**What you need to do**
A verbatim reproduction of the lines below, from the line containing "filename src/diagram/events.rs" through the line containing "are not removed", both ends included, is the whole required output.

____ Input data

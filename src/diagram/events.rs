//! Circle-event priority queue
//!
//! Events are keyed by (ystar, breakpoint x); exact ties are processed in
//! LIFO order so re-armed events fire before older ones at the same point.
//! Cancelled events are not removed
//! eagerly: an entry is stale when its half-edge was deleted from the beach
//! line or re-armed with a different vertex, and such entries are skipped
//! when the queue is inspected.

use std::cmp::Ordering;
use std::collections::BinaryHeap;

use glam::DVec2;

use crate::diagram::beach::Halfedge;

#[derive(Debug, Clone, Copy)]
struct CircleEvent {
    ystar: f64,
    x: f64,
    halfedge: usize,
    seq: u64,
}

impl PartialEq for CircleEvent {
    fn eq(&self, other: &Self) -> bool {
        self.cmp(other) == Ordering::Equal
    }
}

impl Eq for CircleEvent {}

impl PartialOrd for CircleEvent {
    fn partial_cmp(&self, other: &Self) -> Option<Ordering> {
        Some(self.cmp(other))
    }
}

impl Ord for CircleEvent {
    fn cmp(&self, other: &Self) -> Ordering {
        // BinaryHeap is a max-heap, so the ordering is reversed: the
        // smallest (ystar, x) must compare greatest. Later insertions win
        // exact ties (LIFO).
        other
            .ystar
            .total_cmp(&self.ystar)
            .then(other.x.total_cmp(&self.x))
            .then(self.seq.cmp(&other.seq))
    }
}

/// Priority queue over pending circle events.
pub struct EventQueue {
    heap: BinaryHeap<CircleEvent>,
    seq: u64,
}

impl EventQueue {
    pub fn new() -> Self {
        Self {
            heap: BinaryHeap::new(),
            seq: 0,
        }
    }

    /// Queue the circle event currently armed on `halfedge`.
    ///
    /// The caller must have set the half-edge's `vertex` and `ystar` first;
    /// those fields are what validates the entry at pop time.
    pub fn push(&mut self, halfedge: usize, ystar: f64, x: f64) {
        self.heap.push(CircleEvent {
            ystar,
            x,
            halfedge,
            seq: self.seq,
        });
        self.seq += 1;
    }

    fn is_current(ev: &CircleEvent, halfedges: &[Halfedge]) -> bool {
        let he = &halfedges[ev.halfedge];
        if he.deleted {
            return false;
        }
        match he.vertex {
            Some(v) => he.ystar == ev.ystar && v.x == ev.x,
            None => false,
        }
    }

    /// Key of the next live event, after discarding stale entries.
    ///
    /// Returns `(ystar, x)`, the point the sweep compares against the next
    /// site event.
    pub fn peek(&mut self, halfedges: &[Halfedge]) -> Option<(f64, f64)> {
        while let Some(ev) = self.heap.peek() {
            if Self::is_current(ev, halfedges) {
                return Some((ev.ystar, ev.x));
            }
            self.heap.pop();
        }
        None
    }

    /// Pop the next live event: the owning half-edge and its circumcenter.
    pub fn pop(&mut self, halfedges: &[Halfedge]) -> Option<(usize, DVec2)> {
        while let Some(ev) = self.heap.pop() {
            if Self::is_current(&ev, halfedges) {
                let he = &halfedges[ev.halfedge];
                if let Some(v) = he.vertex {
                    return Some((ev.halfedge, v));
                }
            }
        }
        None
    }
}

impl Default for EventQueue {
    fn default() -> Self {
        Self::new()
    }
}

________
____ Input data

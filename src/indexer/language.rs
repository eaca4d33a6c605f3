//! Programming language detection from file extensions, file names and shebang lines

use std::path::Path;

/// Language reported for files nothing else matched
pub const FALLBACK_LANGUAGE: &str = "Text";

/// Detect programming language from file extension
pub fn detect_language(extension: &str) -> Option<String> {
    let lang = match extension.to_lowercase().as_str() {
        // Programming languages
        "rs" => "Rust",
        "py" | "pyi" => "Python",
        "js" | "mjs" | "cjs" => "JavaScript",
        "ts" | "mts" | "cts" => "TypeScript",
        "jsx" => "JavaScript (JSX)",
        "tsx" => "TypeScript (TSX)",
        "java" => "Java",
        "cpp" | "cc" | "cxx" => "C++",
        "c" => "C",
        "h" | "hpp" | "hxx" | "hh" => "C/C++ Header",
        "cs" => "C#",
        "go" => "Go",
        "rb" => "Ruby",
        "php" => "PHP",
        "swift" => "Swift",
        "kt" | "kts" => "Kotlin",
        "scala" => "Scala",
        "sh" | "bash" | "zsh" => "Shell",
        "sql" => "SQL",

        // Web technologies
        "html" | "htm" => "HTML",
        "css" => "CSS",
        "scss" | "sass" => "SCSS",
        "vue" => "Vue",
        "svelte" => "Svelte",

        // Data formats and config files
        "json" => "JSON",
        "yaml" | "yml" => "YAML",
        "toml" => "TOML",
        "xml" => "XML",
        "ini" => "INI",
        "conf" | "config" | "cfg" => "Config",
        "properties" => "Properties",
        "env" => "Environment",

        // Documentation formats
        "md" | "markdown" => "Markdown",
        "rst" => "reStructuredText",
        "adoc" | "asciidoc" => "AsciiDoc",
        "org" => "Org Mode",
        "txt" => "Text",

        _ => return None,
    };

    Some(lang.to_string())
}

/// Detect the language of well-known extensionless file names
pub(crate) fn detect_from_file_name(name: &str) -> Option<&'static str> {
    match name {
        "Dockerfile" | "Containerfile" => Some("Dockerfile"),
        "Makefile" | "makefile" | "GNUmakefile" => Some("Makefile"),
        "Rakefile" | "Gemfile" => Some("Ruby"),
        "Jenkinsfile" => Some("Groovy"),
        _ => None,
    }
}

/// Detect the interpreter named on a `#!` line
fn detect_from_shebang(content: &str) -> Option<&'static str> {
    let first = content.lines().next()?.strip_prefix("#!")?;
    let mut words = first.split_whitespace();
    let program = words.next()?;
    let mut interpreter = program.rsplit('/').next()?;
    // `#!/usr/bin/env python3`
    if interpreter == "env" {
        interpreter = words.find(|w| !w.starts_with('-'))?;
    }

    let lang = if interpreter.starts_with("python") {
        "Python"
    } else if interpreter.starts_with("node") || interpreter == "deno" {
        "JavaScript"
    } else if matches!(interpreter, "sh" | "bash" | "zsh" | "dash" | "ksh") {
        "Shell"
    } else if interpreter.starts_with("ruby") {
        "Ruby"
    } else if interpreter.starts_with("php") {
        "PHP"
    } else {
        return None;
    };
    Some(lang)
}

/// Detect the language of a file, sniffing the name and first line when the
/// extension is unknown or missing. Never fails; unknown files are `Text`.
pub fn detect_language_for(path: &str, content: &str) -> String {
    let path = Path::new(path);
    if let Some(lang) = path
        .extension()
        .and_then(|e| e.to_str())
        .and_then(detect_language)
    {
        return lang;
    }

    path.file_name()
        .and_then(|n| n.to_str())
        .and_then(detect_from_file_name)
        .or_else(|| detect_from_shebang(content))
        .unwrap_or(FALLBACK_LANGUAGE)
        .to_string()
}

________
____ Input data

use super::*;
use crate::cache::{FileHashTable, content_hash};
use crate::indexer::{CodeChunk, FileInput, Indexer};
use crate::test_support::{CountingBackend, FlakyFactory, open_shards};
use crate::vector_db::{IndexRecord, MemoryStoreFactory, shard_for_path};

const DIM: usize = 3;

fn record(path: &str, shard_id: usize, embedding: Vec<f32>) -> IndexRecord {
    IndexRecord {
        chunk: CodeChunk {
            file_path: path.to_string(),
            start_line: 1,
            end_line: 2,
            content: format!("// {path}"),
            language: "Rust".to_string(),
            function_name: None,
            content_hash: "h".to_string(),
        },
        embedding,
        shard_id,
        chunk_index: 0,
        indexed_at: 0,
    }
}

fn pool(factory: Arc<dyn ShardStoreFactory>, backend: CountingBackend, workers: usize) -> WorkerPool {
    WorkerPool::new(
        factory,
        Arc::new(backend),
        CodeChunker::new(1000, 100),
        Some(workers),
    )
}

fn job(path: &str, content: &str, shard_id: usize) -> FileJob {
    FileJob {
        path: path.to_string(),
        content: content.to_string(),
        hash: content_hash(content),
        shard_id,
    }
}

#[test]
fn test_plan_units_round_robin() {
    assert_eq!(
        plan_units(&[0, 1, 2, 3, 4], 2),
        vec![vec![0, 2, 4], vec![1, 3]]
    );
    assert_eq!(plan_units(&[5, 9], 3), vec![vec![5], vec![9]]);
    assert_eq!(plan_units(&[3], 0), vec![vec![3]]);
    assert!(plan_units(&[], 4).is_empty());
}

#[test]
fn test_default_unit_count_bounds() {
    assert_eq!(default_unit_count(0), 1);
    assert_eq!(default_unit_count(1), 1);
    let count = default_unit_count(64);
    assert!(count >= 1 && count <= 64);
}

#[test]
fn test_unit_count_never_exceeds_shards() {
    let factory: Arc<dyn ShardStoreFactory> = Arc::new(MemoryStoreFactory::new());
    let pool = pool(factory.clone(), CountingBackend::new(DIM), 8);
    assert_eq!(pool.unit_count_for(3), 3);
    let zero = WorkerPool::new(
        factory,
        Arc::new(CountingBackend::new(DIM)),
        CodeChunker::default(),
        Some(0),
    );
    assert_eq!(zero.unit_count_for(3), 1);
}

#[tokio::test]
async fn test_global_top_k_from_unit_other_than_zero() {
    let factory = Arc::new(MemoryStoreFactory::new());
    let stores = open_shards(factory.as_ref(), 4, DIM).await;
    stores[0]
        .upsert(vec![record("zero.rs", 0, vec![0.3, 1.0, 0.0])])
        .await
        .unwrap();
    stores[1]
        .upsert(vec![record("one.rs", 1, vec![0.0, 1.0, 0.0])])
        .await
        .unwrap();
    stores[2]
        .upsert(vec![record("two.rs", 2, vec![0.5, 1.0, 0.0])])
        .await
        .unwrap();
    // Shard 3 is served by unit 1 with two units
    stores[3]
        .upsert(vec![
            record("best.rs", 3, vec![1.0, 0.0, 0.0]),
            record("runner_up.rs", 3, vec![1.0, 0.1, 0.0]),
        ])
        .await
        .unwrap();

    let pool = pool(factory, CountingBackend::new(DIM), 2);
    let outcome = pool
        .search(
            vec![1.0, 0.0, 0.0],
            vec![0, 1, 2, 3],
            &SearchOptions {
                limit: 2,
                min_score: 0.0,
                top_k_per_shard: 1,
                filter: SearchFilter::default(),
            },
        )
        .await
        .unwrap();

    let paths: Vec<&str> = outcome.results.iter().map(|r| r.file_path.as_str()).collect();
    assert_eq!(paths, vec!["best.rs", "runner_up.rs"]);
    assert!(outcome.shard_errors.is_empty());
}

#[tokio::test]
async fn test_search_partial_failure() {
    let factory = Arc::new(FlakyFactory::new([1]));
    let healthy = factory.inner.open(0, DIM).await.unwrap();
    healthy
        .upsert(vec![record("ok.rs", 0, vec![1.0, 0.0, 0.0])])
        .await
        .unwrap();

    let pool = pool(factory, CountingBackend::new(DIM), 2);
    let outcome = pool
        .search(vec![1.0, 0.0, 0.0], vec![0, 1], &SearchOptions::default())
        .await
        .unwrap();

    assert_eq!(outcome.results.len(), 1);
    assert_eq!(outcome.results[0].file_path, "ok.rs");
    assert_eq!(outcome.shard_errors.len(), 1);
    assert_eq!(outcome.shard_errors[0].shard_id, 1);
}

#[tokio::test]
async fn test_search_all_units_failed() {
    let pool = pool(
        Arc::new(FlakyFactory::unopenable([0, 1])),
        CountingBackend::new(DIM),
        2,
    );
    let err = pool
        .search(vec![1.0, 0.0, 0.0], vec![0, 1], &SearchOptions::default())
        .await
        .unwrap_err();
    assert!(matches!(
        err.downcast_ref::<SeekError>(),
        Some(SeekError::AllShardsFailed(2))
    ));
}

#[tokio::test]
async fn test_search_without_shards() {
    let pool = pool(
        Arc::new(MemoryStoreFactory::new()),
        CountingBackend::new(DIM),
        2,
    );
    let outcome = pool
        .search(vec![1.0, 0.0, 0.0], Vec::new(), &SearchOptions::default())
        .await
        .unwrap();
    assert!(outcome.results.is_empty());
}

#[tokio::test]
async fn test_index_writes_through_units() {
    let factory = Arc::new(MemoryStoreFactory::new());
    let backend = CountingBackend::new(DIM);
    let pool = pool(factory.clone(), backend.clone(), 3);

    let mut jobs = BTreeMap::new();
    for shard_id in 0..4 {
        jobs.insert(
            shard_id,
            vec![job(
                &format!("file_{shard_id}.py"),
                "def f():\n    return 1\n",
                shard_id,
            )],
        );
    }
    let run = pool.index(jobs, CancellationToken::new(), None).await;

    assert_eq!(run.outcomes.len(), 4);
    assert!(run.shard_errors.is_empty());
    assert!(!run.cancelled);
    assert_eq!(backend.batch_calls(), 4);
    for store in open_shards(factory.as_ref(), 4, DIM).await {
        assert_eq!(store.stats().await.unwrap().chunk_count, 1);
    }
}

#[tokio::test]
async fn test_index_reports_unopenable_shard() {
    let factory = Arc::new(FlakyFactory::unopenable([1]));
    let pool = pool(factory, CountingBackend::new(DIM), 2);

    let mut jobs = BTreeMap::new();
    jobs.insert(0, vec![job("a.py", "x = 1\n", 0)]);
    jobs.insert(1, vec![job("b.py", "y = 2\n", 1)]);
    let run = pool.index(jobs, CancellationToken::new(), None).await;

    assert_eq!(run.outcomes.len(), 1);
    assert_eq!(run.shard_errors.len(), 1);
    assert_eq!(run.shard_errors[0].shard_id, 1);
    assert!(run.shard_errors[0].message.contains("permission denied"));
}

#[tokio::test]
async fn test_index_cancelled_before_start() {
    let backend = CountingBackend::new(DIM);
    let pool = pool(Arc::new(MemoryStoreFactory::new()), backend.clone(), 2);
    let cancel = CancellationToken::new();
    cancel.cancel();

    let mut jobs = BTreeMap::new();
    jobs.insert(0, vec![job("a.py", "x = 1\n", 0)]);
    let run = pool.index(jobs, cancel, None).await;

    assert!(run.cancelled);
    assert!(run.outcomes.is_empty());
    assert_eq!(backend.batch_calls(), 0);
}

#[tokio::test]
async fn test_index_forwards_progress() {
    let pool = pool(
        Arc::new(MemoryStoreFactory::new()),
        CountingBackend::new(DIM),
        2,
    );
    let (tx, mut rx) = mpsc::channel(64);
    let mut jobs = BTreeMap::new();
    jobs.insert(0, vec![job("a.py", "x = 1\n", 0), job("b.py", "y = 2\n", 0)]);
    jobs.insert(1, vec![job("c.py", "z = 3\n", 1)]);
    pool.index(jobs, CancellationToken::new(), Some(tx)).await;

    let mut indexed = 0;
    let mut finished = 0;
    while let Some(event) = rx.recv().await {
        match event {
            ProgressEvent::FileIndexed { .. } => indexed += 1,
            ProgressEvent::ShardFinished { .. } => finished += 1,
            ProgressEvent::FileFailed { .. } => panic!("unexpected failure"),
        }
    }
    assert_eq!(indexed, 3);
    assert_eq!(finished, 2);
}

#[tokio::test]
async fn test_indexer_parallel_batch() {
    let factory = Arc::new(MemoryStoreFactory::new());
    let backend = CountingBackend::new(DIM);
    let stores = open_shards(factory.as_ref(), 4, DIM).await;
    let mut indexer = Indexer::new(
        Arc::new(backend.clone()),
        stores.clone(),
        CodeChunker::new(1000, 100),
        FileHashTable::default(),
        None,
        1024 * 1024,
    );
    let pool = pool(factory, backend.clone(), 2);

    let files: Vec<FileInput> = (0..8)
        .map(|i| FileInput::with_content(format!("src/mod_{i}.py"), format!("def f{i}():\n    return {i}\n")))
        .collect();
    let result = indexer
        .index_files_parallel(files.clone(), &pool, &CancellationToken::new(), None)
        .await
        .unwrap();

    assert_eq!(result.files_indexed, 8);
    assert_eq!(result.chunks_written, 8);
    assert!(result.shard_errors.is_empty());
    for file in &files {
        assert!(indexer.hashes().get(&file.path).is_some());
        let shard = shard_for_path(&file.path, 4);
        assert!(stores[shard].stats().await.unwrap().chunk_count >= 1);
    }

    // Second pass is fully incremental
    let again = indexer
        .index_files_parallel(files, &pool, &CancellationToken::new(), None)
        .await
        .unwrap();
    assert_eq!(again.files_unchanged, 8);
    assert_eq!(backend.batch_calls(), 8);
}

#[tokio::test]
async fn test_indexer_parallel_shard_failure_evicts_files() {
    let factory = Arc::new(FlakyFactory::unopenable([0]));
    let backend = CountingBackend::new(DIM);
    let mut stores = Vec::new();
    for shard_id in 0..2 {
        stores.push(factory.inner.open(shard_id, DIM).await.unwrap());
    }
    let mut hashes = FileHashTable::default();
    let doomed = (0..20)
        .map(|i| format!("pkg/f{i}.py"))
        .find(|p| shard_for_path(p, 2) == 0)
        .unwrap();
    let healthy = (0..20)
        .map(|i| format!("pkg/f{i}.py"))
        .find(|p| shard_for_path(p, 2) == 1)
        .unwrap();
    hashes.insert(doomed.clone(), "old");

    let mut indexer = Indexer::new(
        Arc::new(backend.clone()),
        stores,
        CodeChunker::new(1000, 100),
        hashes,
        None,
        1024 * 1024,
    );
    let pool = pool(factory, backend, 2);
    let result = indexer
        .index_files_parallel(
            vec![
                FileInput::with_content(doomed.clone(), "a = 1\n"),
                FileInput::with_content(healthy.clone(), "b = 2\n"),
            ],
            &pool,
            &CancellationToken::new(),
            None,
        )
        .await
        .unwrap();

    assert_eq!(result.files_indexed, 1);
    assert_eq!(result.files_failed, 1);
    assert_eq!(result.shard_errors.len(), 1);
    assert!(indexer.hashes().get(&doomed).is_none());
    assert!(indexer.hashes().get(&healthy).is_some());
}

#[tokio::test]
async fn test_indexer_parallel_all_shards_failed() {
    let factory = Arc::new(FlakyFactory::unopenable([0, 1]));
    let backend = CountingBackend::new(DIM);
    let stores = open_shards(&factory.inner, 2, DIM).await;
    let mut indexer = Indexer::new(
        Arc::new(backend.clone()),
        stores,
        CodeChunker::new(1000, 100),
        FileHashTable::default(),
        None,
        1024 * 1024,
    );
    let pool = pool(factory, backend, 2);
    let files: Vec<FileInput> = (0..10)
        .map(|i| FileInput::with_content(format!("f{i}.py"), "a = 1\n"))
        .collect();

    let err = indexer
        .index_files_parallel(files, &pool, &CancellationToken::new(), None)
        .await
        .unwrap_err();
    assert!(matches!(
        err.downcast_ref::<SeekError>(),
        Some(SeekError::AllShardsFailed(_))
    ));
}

________

**Answer box**
filename src/diagram/events.rs
//! Circle-event priority queue
//!
//! Events are keyed by (ystar, breakpoint x); exact ties are processed in
//! LIFO order so re-armed events fire before older ones at the same point.
//! Cancelled events are not removed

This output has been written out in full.